> **Records for this exercise**:
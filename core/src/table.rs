//! Resource-state gossip table
//!
//! One entry per known peer, refreshed by advertisements and aged out by a
//! per-epoch liveness counter. A single `Vec<PeerState>` keyed by id holds
//! every metric for a peer in one record; insertion order is preserved so
//! selection tie-breaks stay deterministic.

use crate::{EngineError, NodeId};
use tracing::{debug, warn};

/// Epochs an entry survives without a refresh.
pub const LIVENESS_EPOCHS: u8 = 3;

/// Everything the table knows about one peer.
#[derive(Debug, Clone, PartialEq, Eq, serde::Serialize, serde::Deserialize)]
pub struct PeerState {
    pub id: NodeId,
    /// Total compute slots.
    pub cores: u32,
    /// Slots currently busy.
    pub occupied_cores: u32,
    /// Backlog depth, advisory only.
    pub queued_jobs: u32,
    /// Abstract spare-capacity score (higher = more headroom).
    pub utility: u32,
    /// Estimated round-trip latency in milliseconds, never negative.
    pub rtt: i64,
    /// Remaining epochs before eviction; reset on every refresh.
    pub liveness: u8,
}

/// Keyed table of peer resource/latency records with liveness decay.
pub struct ResourceStateTable {
    local_id: NodeId,
    peers: Vec<PeerState>,
}

impl ResourceStateTable {
    pub fn new(local_id: NodeId) -> Self {
        Self {
            local_id,
            peers: Vec::new(),
        }
    }

    /// Ingest one advertised report. Known ids are overwritten in place,
    /// unknown ids appended; either way liveness resets to the full window.
    /// `utility`/`rtt` left unreported keep their previous value (zero for
    /// a brand-new entry). Negative rtt, an artifact of relayed latency
    /// arithmetic, is clamped to zero.
    pub fn upsert(
        &mut self,
        id: NodeId,
        cores: u32,
        occupied_cores: u32,
        queued_jobs: u32,
        utility: Option<u32>,
        rtt: Option<i64>,
    ) {
        if occupied_cores > cores {
            warn!(
                peer = id,
                occupied_cores, cores, "inconsistent advertisement, treating peer as saturated"
            );
        }
        let rtt = rtt.map(|ms| ms.max(0));

        if let Some(peer) = self.peers.iter_mut().find(|p| p.id == id) {
            peer.cores = cores;
            peer.occupied_cores = occupied_cores;
            peer.queued_jobs = queued_jobs;
            if let Some(utility) = utility {
                peer.utility = utility;
            }
            if let Some(rtt) = rtt {
                peer.rtt = rtt;
            }
            peer.liveness = LIVENESS_EPOCHS;
        } else {
            self.peers.push(PeerState {
                id,
                cores,
                occupied_cores,
                queued_jobs,
                utility: utility.unwrap_or(0),
                rtt: rtt.unwrap_or(0),
                liveness: LIVENESS_EPOCHS,
            });
            debug!(peer = id, "new peer learned from advertisement");
        }
    }

    /// Age every entry by one gossip epoch; entries that run out of
    /// liveness are evicted. Returns the evicted ids.
    pub fn tick(&mut self) -> Vec<NodeId> {
        let mut evicted = Vec::new();
        self.peers.retain_mut(|peer| {
            peer.liveness -= 1;
            if peer.liveness == 0 {
                evicted.push(peer.id);
                false
            } else {
                true
            }
        });
        for id in &evicted {
            debug!(peer = id, "peer aged out of resource table");
        }
        evicted
    }

    /// True iff `id` is this node itself.
    pub fn is_local(&self, id: NodeId) -> bool {
        id == self.local_id
    }

    /// True iff `id` currently has a live entry.
    pub fn is_known_peer(&self, id: NodeId) -> bool {
        self.peers.iter().any(|p| p.id == id)
    }

    /// Whether a known peer has no free cores. Inconsistent records
    /// (occupied past total) count as saturated rather than over-admitting.
    /// Unknown ids are an explicit error, never a default answer.
    pub fn is_saturated(&self, id: NodeId) -> Result<bool, EngineError> {
        self.peers
            .iter()
            .find(|p| p.id == id)
            .map(|p| p.occupied_cores >= p.cores)
            .ok_or(EngineError::UnknownPeer(id))
    }

    /// The peer with the fewest occupied cores, first-found on ties.
    pub fn least_loaded(&self) -> Result<NodeId, EngineError> {
        self.peers
            .iter()
            .min_by_key(|p| p.occupied_cores)
            .map(|p| p.id)
            .ok_or(EngineError::EmptyTable)
    }

    pub fn get(&self, id: NodeId) -> Option<&PeerState> {
        self.peers.iter().find(|p| p.id == id)
    }

    /// Live entries in insertion order.
    pub fn iter(&self) -> impl Iterator<Item = &PeerState> {
        self.peers.iter()
    }

    pub fn len(&self) -> usize {
        self.peers.len()
    }

    pub fn is_empty(&self) -> bool {
        self.peers.is_empty()
    }

    pub fn local_id(&self) -> NodeId {
        self.local_id
    }
}

#[cfg(test)]
mod tests {
    use super::*;

    fn table_with(entries: &[(NodeId, u32, u32)]) -> ResourceStateTable {
        let mut table = ResourceStateTable::new(1);
        for &(id, cores, occupied) in entries {
            table.upsert(id, cores, occupied, 0, None, None);
        }
        table
    }

    #[test]
    fn test_upsert_creates_then_overwrites() {
        let mut table = ResourceStateTable::new(1);
        table.upsert(7, 8, 2, 1, Some(10), Some(40));
        assert_eq!(table.len(), 1);

        table.upsert(7, 8, 5, 2, Some(6), Some(25));
        assert_eq!(table.len(), 1);
        let peer = table.get(7).unwrap();
        assert_eq!(peer.occupied_cores, 5);
        assert_eq!(peer.utility, 6);
        assert_eq!(peer.rtt, 25);
    }

    #[test]
    fn test_upsert_is_idempotent_within_epoch() {
        let mut table = ResourceStateTable::new(1);
        table.upsert(7, 8, 2, 1, Some(10), Some(40));
        let before = table.get(7).unwrap().clone();

        table.tick();
        table.upsert(7, 8, 2, 1, Some(10), Some(40));
        let after = table.get(7).unwrap().clone();

        // Identical advertisement: same state, liveness back at full.
        assert_eq!(after.liveness, LIVENESS_EPOCHS);
        assert_eq!(
            (before.cores, before.occupied_cores, before.utility, before.rtt),
            (after.cores, after.occupied_cores, after.utility, after.rtt)
        );
    }

    #[test]
    fn test_unreported_fields_keep_previous_values() {
        let mut table = ResourceStateTable::new(1);
        table.upsert(7, 8, 2, 1, Some(10), Some(40));
        table.upsert(7, 8, 3, 0, None, None);
        let peer = table.get(7).unwrap();
        assert_eq!(peer.utility, 10);
        assert_eq!(peer.rtt, 40);
    }

    #[test]
    fn test_decay_evicts_after_three_epochs() {
        let mut table = table_with(&[(7, 4, 0)]);
        assert!(table.tick().is_empty());
        assert!(table.tick().is_empty());
        assert_eq!(table.tick(), vec![7]);
        assert!(!table.is_known_peer(7));
    }

    #[test]
    fn test_refresh_resets_decay_window() {
        let mut table = table_with(&[(7, 4, 0)]);
        table.tick();
        table.tick();
        // Refreshed on epoch 2 of 3: survives a fresh full window.
        table.upsert(7, 4, 0, 0, None, None);
        assert!(table.tick().is_empty());
        assert!(table.tick().is_empty());
        assert_eq!(table.tick(), vec![7]);
    }

    #[test]
    fn test_is_local_and_known() {
        let table = table_with(&[(7, 4, 0)]);
        assert!(table.is_local(1));
        assert!(!table.is_local(7));
        assert!(table.is_known_peer(7));
        assert!(!table.is_known_peer(99));
    }

    #[test]
    fn test_saturation_matches_core_counts() {
        let table = table_with(&[(7, 4, 4), (8, 4, 3)]);
        assert!(table.is_saturated(7).unwrap());
        assert!(!table.is_saturated(8).unwrap());
    }

    #[test]
    fn test_saturation_unknown_id_is_error() {
        let table = table_with(&[(7, 4, 4)]);
        assert_eq!(table.is_saturated(99), Err(EngineError::UnknownPeer(99)));
    }

    #[test]
    fn test_inconsistent_record_counts_as_saturated() {
        let mut table = ResourceStateTable::new(1);
        table.upsert(7, 4, 6, 0, None, None);
        assert!(table.is_saturated(7).unwrap());
    }

    #[test]
    fn test_least_loaded() {
        let table = table_with(&[(10, 4, 2), (11, 4, 0), (12, 4, 1)]);
        assert_eq!(table.least_loaded().unwrap(), 11);
    }

    #[test]
    fn test_least_loaded_empty_table() {
        let table = ResourceStateTable::new(1);
        assert_eq!(table.least_loaded(), Err(EngineError::EmptyTable));
    }

    #[test]
    fn test_negative_rtt_clamped() {
        let mut table = ResourceStateTable::new(1);
        table.upsert(7, 4, 0, 0, None, Some(-12));
        assert_eq!(table.get(7).unwrap().rtt, 0);
    }
}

> **Try it**: Looking at the records above, how many lines have the word "bool" in them? State the number only.

> **Answer box**: 4